* [ENTRIES PROVIDED]
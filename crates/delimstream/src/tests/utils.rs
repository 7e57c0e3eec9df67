use alloc::vec::Vec;

use crate::{Record, RecordKind, Span};

/// Delimiters exercised by the property tests, including self-overlapping
/// ones where a naive resume point would skip a match.
pub(crate) const DELIMITERS: &[&[u8]] = &[b"\n", b"\r\n", b"aa", b"aba", b"\r\n\r\n"];

/// Map arbitrary bytes onto a tiny alphabet so delimiters show up often.
pub(crate) fn small_alphabet(input: &[u8]) -> Vec<u8> {
    const ALPHABET: [u8; 4] = [b'a', b'b', b'\r', b'\n'];
    input.iter().map(|b| ALPHABET[usize::from(*b) % ALPHABET.len()]).collect()
}

/// Straightforward split of a whole input at successive leftmost delimiter
/// occurrences. Returns the complete records and the unterminated tail.
pub(crate) fn reference_split(input: &[u8], delimiter: &[u8]) -> (Vec<Vec<u8>>, Vec<u8>) {
    let mut records = Vec::new();
    let mut start = 0;
    let mut at = 0;
    while at + delimiter.len() <= input.len() {
        if &input[at..at + delimiter.len()] == delimiter {
            records.push(input[start..at].to_vec());
            at += delimiter.len();
            start = at;
        } else {
            at += 1;
        }
    }
    (records, input[start..].to_vec())
}

/// Accumulates records, gluing partial records onto the record they belong
/// to.
#[derive(Debug, Default)]
pub(crate) struct Collector {
    pub(crate) complete: Vec<Vec<u8>>,
    pub(crate) pending: Vec<u8>,
    pub(crate) partials: usize,
}

impl Collector {
    pub(crate) fn push(&mut self, record: Record<'_>) {
        self.push_bytes(record.span, record.bytes);
    }

    pub(crate) fn push_bytes(&mut self, span: Span, bytes: &[u8]) {
        assert_eq!(span.len, bytes.len());
        self.pending.extend_from_slice(bytes);
        match span.kind {
            RecordKind::Complete => self.complete.push(core::mem::take(&mut self.pending)),
            RecordKind::Partial => {
                assert!(!bytes.is_empty(), "partial records are never empty");
                self.partials += 1;
            }
        }
    }
}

* [WHAT YOU SHOULD DO] The entries above are to be restated word for word.

* [TASK ANSWER]
filename crates/delimstream/src/tests/utils.rs
repository 7e57c0e3eec9df67
use alloc::vec::Vec;

use crate::{Record, RecordKind, Span};

/// Delimiters exercised by the property tests, including self-overlapping
/// ones where a naive resume point would skip a match.
pub(crate) const DELIMITERS: &[&[u8]] = &[b"\n", b"\r\n", b"aa", b"aba", b"\r\n\r\n"];

/// Map arbitrary bytes onto a tiny alphabet so delimiters show up often.
pub(crate) fn small_alphabet(input: &[u8]) -> Vec<u8> {
    const ALPHABET: [u8; 4] = [b'a', b'b', b'\r', b'\n'];
    input.iter().map(|b| ALPHABET[usize::from(*b) % ALPHABET.len()]).collect()
}

/// Straightforward split of a whole input at successive leftmost delimiter
/// occurrences. Returns the complete records and the unterminated tail.
pub(crate) fn reference_split(input: &[u8], delimiter: &[u8]) -> (Vec<Vec<u8>>, Vec<u8>) {
    let mut records = Vec::new();
    let mut start = 0;
    let mut at = 0;
    while at + delimiter.len() <= input.len() {
        if &input[at..at + delimiter.len()] == delimiter {
            records.push(input[start..at].to_vec());
            at += delimiter.len();
            start = at;
        } else {
            at += 1;
        }
    }
    (records, input[start..].to_vec())
}

/// Accumulates records, gluing partial records onto the record they belong
/// to.
#[derive(Debug, Default)]
pub(crate) struct Collector {
    pub(crate) complete: Vec<Vec<u8>>,
    pub(crate) pending: Vec<u8>,
    pub(crate) partials: usize,
}

impl Collector {
    pub(crate) fn push(&mut self, record: Record<'_>) {
        self.push_bytes(record.span, record.bytes);
    }

    pub(crate) fn push_bytes(&mut self, span: Span, bytes: &[u8]) {
        assert_eq!(span.len, bytes.len());
        self.pending.extend_from_slice(bytes);
        match span.kind {
            RecordKind::Complete => self.complete.push(core::mem::take(&mut self.pending)),
            RecordKind::Partial => {
                assert!(!bytes.is_empty(), "partial records are never empty");
                self.partials += 1;
            }
        }
    }
}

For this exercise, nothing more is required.